Retired judge says he disagrees with children’s rights referendum

A former district court judge has said that he disagrees with the Government’s plan to bring in a children’s rights referendum.

Retired judge Michael Patwell said that, while he had previously believed there was a need for the Constitutional amendment, he had changed his mind.

He has himself dealt with many family law cases including ones that resulted in the removal of children from their parents.

Speaking to Charlie Bird on RTE Radio’s Marian Finucane show, he said that he believed that the current Constitution applied to adults and children alike. Amending the Constitution to create rights for children could work against parents.

Asked by Bird whether the amendment could work against the parents of a child, Mr Patwell said “It could do so”.

He said: “If you start giving extra rights to any section of society…it could very well work against the other citizenery”.

Mr Patwell said that the Child Care Act already enabled social services to put children at risk in care.  

He said that he wouldn’t campaign against the proposal, but he agreed with remarks made by Fianna Fáil last week that the Government needed to publish a proposed wording “very very early on”.

On Friday, the Minister for Children Frances Fitzgerald said that the wording of the amendment would be based on the wording proposed by an Oireachtas committee chaired by former Fianna Fáil TD, Mary O’Rourke.

The O’Rourke wording has been previously criticised for being too imprecise on what it means by a child’s ‘best interests’ and the circumstances in which the State will be permitted to override the judgement of parents in this regard.

Ms Fitzgerald was responding to criticisms from Fianna Fáil earlier this week.

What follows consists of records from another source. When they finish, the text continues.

use std::sync::{
    atomic::{AtomicUsize, Ordering},
    Arc,
};

use hmac::{Hmac, Mac};
use oxamqp::{
    codec::{
        composite::Composite, described::Described, descriptor::Descriptor, list::List,
        primitives::Binary, to_vec, Value,
    },
    transport::TransportError,
    types::{
        definitions::{ReceiverSettleMode, Role, SenderSettleMode},
        messaging::{
            Accepted, AmqpSequence, BodySection, Data, DeliveryState, Footer, Message, Modified,
            Outcome, Received, Released,
        },
    },
    Guarantee, SendError, SendOptions, SendingLink,
};
use sha2::Sha256;

mod common;
use common::{endpoints, Call, Reply};

fn received(offset: u64) -> Value {
    Received {
        section_number: 0,
        section_offset: offset,
    }
    .into_value()
}

#[test]
fn construction_does_not_touch_the_transport() {
    let (endpoints, state) = endpoints();
    let link = SendingLink::new("link-1", None, endpoints);
    assert_eq!(link.name(), "link-1");
    assert!(state.lock().calls.is_empty());
}

#[test]
fn at_most_once_sends_one_settled_transfer() {
    let (endpoints, state) = endpoints();
    let mut link = SendingLink::new("link-1", None, endpoints);

    let outcome = link.send("message").unwrap();
    assert!(outcome.is_none());

    let state = state.lock();
    assert!(matches!(
        state.calls.as_slice(),
        [
            Call::Connect,
            Call::OpenSession(_),
            Call::Attach(_, _),
            Call::Transfer(_, _, _)
        ]
    ));
    let transfers = state.transfers();
    assert_eq!(transfers.len(), 1);
    assert!(transfers[0].0.settled);
    assert!(state.dispositions().is_empty());
}

#[test]
fn link_attaches_as_mixed_sender() {
    let (endpoints, state) = endpoints();
    let mut link = SendingLink::builder()
        .name("link-2")
        .source("src")
        .target("q1")
        .attach(endpoints);
    link.send(()).unwrap();

    let state = state.lock();
    let attach = state
        .calls
        .iter()
        .find_map(|call| match call {
            Call::Attach(_, attach) => Some(attach.clone()),
            _ => None,
        })
        .unwrap();
    assert_eq!(attach.name, "link-2");
    assert_eq!(attach.role, Role::Sender);
    assert_eq!(attach.snd_settle_mode, SenderSettleMode::Mixed);
    assert_eq!(attach.rcv_settle_mode, ReceiverSettleMode::Second);
    assert_eq!(attach.source.as_deref(), Some("src"));
    assert_eq!(attach.target.as_deref(), Some("q1"));
}

#[test]
fn at_least_once_blocks_until_accepted() {
    let (endpoints, state) = endpoints();
    state.lock().reply(vec![
        Reply::State(received(10)),
        Reply::State(Accepted {}.into_value()),
    ]);
    let mut link = SendingLink::new("link-1", None, endpoints);

    let seen = Arc::new(AtomicUsize::new(0));
    let counter = seen.clone();
    let options = SendOptions::builder()
        .guarantee(Guarantee::AtLeastOnce)
        .on_disposition(move |_state| {
            counter.fetch_add(1, Ordering::SeqCst);
            None
        })
        .build();

    let outcome = link.send_with("message", options).unwrap();
    assert_eq!(outcome, Some(Outcome::Accepted(Accepted {})));
    assert_eq!(seen.load(Ordering::SeqCst), 2);

    // The peer settled with its outcome, so there is nothing left to settle
    let state = state.lock();
    assert!(!state.transfers()[0].0.settled);
    assert!(state.dispositions().is_empty());
}

#[test]
fn at_least_once_settles_an_unsettled_outcome() {
    let (endpoints, state) = endpoints();
    state.lock().reply(vec![
        Reply::State(received(10)),
        Reply::Unsettled(Accepted {}.into_value()),
    ]);
    let mut link = SendingLink::new("link-1", None, endpoints);

    let outcome = link
        .send_with("message", Guarantee::AtLeastOnce.into())
        .unwrap();
    assert_eq!(outcome, Some(Outcome::Accepted(Accepted {})));

    let tag = link.last_delivery_tag().unwrap().clone();
    let state = state.lock();
    match state.calls.as_slice() {
        [
            Call::Connect,
            Call::OpenSession(_),
            Call::Attach(_, attach),
            Call::Transfer(transfer_handle, transfer, _),
            Call::Dispose(dispose_handle, dispose_tag, dispose_state),
        ] => {
            assert_eq!(attach.rcv_settle_mode, ReceiverSettleMode::Second);
            assert!(!transfer.settled);
            assert_eq!(transfer_handle, dispose_handle);
            assert_eq!(dispose_tag, &tag);
            assert_eq!(dispose_state, &DeliveryState::Accepted(Accepted {}));
        }
        calls => panic!("unexpected calls {:?}", calls),
    }

    // Only exactly-once settlements are recorded
    assert!(link.settlement(&tag).is_none());
}

#[test]
fn at_least_once_settles_with_the_peer_outcome_not_the_callback_answer() {
    let (endpoints, state) = endpoints();
    state
        .lock()
        .reply(vec![Reply::Unsettled(Released {}.into_value())]);
    let mut link = SendingLink::new("link-1", None, endpoints);

    let options = SendOptions::builder()
        .guarantee(Guarantee::AtLeastOnce)
        .on_disposition(|_state| Some(Outcome::Accepted(Accepted {})))
        .build();
    let outcome = link.send_with("message", options).unwrap();
    assert_eq!(outcome, Some(Outcome::Released(Released {})));

    let dispositions = state.lock().dispositions();
    assert_eq!(dispositions.len(), 1);
    assert_eq!(dispositions[0].1, DeliveryState::Released(Released {}));
}

#[test]
fn progress_is_observed_before_the_outcome() {
    let (endpoints, state) = endpoints();
    state.lock().reply(vec![
        Reply::State(received(1)),
        Reply::State(received(2)),
        Reply::State(Released {}.into_value()),
    ]);
    let mut link = SendingLink::new("link-1", None, endpoints);

    let seen = Arc::new(parking_lot::Mutex::new(Vec::new()));
    let log = seen.clone();
    let options = SendOptions::builder()
        .guarantee(Guarantee::AtLeastOnce)
        .on_disposition(move |state| {
            log.lock().push(state.is_terminal());
            None
        })
        .build();

    let outcome = link.send_with(1i64, options).unwrap();
    assert_eq!(outcome, Some(Outcome::Released(Released {})));
    assert_eq!(*seen.lock(), [false, false, true]);
}

#[test]
fn dispositions_for_other_deliveries_are_ignored() {
    let (endpoints, state) = endpoints();
    let other = Binary::from(vec![0xff; 4]);
    state.lock().reply(vec![
        Reply::Other(other, Accepted {}.into_value()),
        Reply::State(Released {}.into_value()),
    ]);
    let mut link = SendingLink::new("link-1", None, endpoints);

    let outcome = link
        .send_with("message", Guarantee::AtLeastOnce.into())
        .unwrap();
    assert_eq!(outcome, Some(Outcome::Released(Released {})));
}

#[test]
fn mixed_body_fails_before_any_transport_call() {
    let (endpoints, state) = endpoints();
    let mut link = SendingLink::new("link-1", None, endpoints);

    let body = vec![
        BodySection::from(Data::new("a")),
        BodySection::from(AmqpSequence::new([true])),
    ];
    let err = link.send(body).unwrap_err();
    assert!(matches!(err, SendError::Codec(oxamqp::codec::Error::Argument(_))));
    assert!(state.lock().calls.is_empty());
}

#[test]
fn unknown_outcome_fails_fast() {
    let (endpoints, state) = endpoints();
    let fifth = Value::from(Described::new(Descriptor::code(0x28), Value::List(List::new())));
    state.lock().reply(vec![Reply::State(fifth)]);
    let mut link = SendingLink::new("link-1", None, endpoints);

    let err = link
        .send_with("message", Guarantee::AtLeastOnce.into())
        .unwrap_err();
    assert!(matches!(err, SendError::Codec(oxamqp::codec::Error::Argument(_))));
}

#[test]
fn exactly_once_echoes_the_peer_outcome() {
    let (endpoints, state) = endpoints();
    let modified = Modified {
        delivery_failed: Some(true),
        undeliverable_here: Some(false),
        message_annotations: None,
    };
    let peer_value = modified.clone().into_value();
    state.lock().reply(vec![Reply::State(peer_value.clone())]);
    let mut link = SendingLink::new("link-1", None, endpoints);

    let outcome = link
        .send_with("message", Guarantee::ExactlyOnce.into())
        .unwrap();
    assert_eq!(outcome, Some(Outcome::Modified(modified.clone())));

    let tag = link.last_delivery_tag().unwrap().clone();
    let dispositions = state.lock().dispositions();
    assert_eq!(dispositions.len(), 1);
    let (echo_tag, echo_state) = &dispositions[0];
    assert_eq!(echo_tag, &tag);
    assert_eq!(
        to_vec(&Value::from(echo_state.clone())).unwrap(),
        to_vec(&peer_value).unwrap()
    );
    assert_eq!(
        link.settlement(&tag),
        Some(&Outcome::Modified(modified))
    );
}

#[test]
fn exactly_once_settles_with_the_callback_override() {
    let (endpoints, state) = endpoints();
    state.lock().reply(vec![Reply::State(Released {}.into_value())]);
    let mut link = SendingLink::new("link-1", None, endpoints);

    let options = SendOptions::builder()
        .guarantee(Guarantee::ExactlyOnce)
        .on_disposition(|state| match state {
            DeliveryState::Released(_) => Some(Outcome::Accepted(Accepted {})),
            _ => None,
        })
        .build();
    let outcome = link.send_with("message", options).unwrap();
    assert_eq!(outcome, Some(Outcome::Released(Released {})));

    let dispositions = state.lock().dispositions();
    assert_eq!(dispositions[0].1, DeliveryState::Accepted(Accepted {}));
    let tag = link.last_delivery_tag().unwrap().clone();
    assert_eq!(link.settlement(&tag), Some(&Outcome::Accepted(Accepted {})));
}

#[test]
fn settlement_cache_is_bounded() {
    let (endpoints, _state) = endpoints();
    let mut link = SendingLink::builder()
        .name("link-1")
        .dispositions_capacity(2)
        .attach(endpoints);

    let mut tags = Vec::new();
    for _ in 0..3 {
        link.send_with("message", Guarantee::ExactlyOnce.into())
            .unwrap();
        tags.push(link.last_delivery_tag().unwrap().clone());
    }

    assert!(link.settlement(&tags[0]).is_none());
    assert!(link.settlement(&tags[1]).is_some());
    assert!(link.settlement(&tags[2]).is_some());
}

#[test]
fn delivery_tags_count_up() {
    let (endpoints, _state) = endpoints();
    let mut link = SendingLink::new("link-1", None, endpoints);
    link.send("a").unwrap();
    link.send("b").unwrap();
    assert_eq!(
        link.last_delivery_tag().map(|tag| tag.to_vec()),
        Some(vec![0, 0, 0, 1])
    );
}

#[test]
fn topology_is_recreated_after_a_transfer_failure() {
    let (endpoints, state) = endpoints();
    let mut link = SendingLink::new("link-1", None, endpoints.clone());
    link.send("first").unwrap();
    assert_eq!(endpoints.generation(), 1);

    state.lock().fail_transfers = 1;
    let err = link.send("second").unwrap_err();
    assert!(err.is_transport());

    let mark = state.lock().calls.len();
    link.send("third").unwrap();

    let state = state.lock();
    assert!(matches!(
        &state.calls[mark..],
        [
            Call::Connect,
            Call::OpenSession(_),
            Call::Attach(_, _),
            Call::Transfer(_, _, _)
        ]
    ));
    assert!(state
        .position(|call| matches!(call, Call::CloseConnection(_)))
        .is_some());
    assert_eq!(endpoints.generation(), 2);
}

#[test]
fn dead_session_is_replaced_with_its_connection() {
    let (endpoints, state) = endpoints();
    let mut link = SendingLink::new("link-1", None, endpoints);
    link.send("first").unwrap();

    state.lock().open_sessions.clear();
    let mark = state.lock().calls.len();
    link.send("second").unwrap();

    let state = state.lock();
    assert!(matches!(
        &state.calls[mark..],
        [
            Call::CloseConnection(_),
            Call::Connect,
            Call::OpenSession(_),
            Call::Attach(_, _),
            Call::Transfer(_, _, _)
        ]
    ));
}

#[test]
fn links_share_the_session() {
    let (endpoints, state) = endpoints();
    let mut first = SendingLink::new("link-1", None, endpoints.clone());
    let mut second = SendingLink::new("link-2", None, endpoints);
    first.send("a").unwrap();
    second.send("b").unwrap();

    let state = state.lock();
    let connects = state
        .calls
        .iter()
        .filter(|call| matches!(call, Call::Connect))
        .count();
    let attaches = state
        .calls
        .iter()
        .filter(|call| matches!(call, Call::Attach(_, _)))
        .count();
    assert_eq!(connects, 1);
    assert_eq!(attaches, 2);
}

#[test]
fn detach_while_waiting_is_a_transport_failure() {
    let (endpoints, state) = endpoints();
    state.lock().reply(vec![Reply::State(received(0)), Reply::Detach]);
    let mut link = SendingLink::new("link-1", None, endpoints);

    let err = link
        .send_with("message", Guarantee::AtLeastOnce.into())
        .unwrap_err();
    assert!(matches!(
        err,
        SendError::Transport(TransportError::LinkDetached)
    ));

    let mark = state.lock().calls.len();
    link.send("again").unwrap();
    assert!(matches!(state.lock().calls[mark], Call::Connect));
}

#[test]
fn footer_callback_signs_the_encoded_message() {
    let (endpoints, state) = endpoints();
    let mut link = SendingLink::new("link-1", None, endpoints);

    let options = SendOptions::builder()
        .footer_callback(|footer: &mut Footer, payload: &[u8]| {
            let mut mac = Hmac::<Sha256>::new_from_slice(b"key").unwrap();
            mac.update(payload);
            let tag = mac.finalize().into_bytes().to_vec();
            footer.insert("x-opt-hmac".into(), Value::Binary(Binary::from(tag)));
        })
        .build();
    link.send_with("message", options).unwrap();

    let (_, payload) = state.lock().transfers().remove(0);
    let message = Message::decode(&payload).unwrap();
    let footer = message.footer.clone().unwrap();

    let bare = oxamqp::types::messaging::Assembler::new()
        .assemble(Message {
            footer: None,
            ..message
        })
        .unwrap();
    let mut mac = Hmac::<Sha256>::new_from_slice(b"key").unwrap();
    mac.update(&bare.payload);
    let expected = mac.finalize().into_bytes().to_vec();
    assert_eq!(
        footer.get("x-opt-hmac"),
        Some(&Value::Binary(Binary::from(expected)))
    );
}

The opposition’s spokesperson on Children, Robert Troy, said the Government’s failure to produce a wording was unacceptable.

Meanwhile, the Ombudsman for Children has claimed that the referendum on children will not bring “radical change”.

Emily Logan was speaking about the referendum in an interview with broadcaster Miriam O’Callaghan on RTE Radio 1′s Miriam Meets.

She said in relation to a children’s referendum that: “I think what we are looking at is not a children’s rights referendum – we are not talking about a radical change here in Ireland.”

Logan said that Irish people are “attached to our Constitution” and “people see it as a barometer of our social and moral values”.

A number of legal and social commentators have warned that the wording proposed by the Oireachtas committee last year has a number of possible pitfalls. Constitutional expert and recently appointed High Court judge Gerard Hogan said that the phrase, “best interests of the child,” could be ambiguous.

Everyone, he said, is in favour of the best interests of the child, but, he asked, “Who is going to decide what is in the best of the child, and how is this going to be done?”

He told RTÉ in 2010, “We’re all in favour of the best interests of the child, and there is something of a mother and apple pie dimension to this. But in practical terms you have to ask yourself, when you’re talking about the best interests of the child, who is going to decide what is in the best of the child, and how is this going to be done? And if you’re talking about the State vindicating the rights of the child, you have to remember that this is likely to be officialdom, or some judge making this decision.”

Another Trinity lecturer, Dr Oran Doyle, expressed misgivings about the wording.

In a talk in Bratislava, Dr Doyle said that the proposed referendum poses the question as to who would decide what the best interests of the child were and suggested that Article 42.2.3 of the wording gives a de facto answer to this question, an answer that said might entail, “greatly expanded state power and greatly reduced parental autonomy.”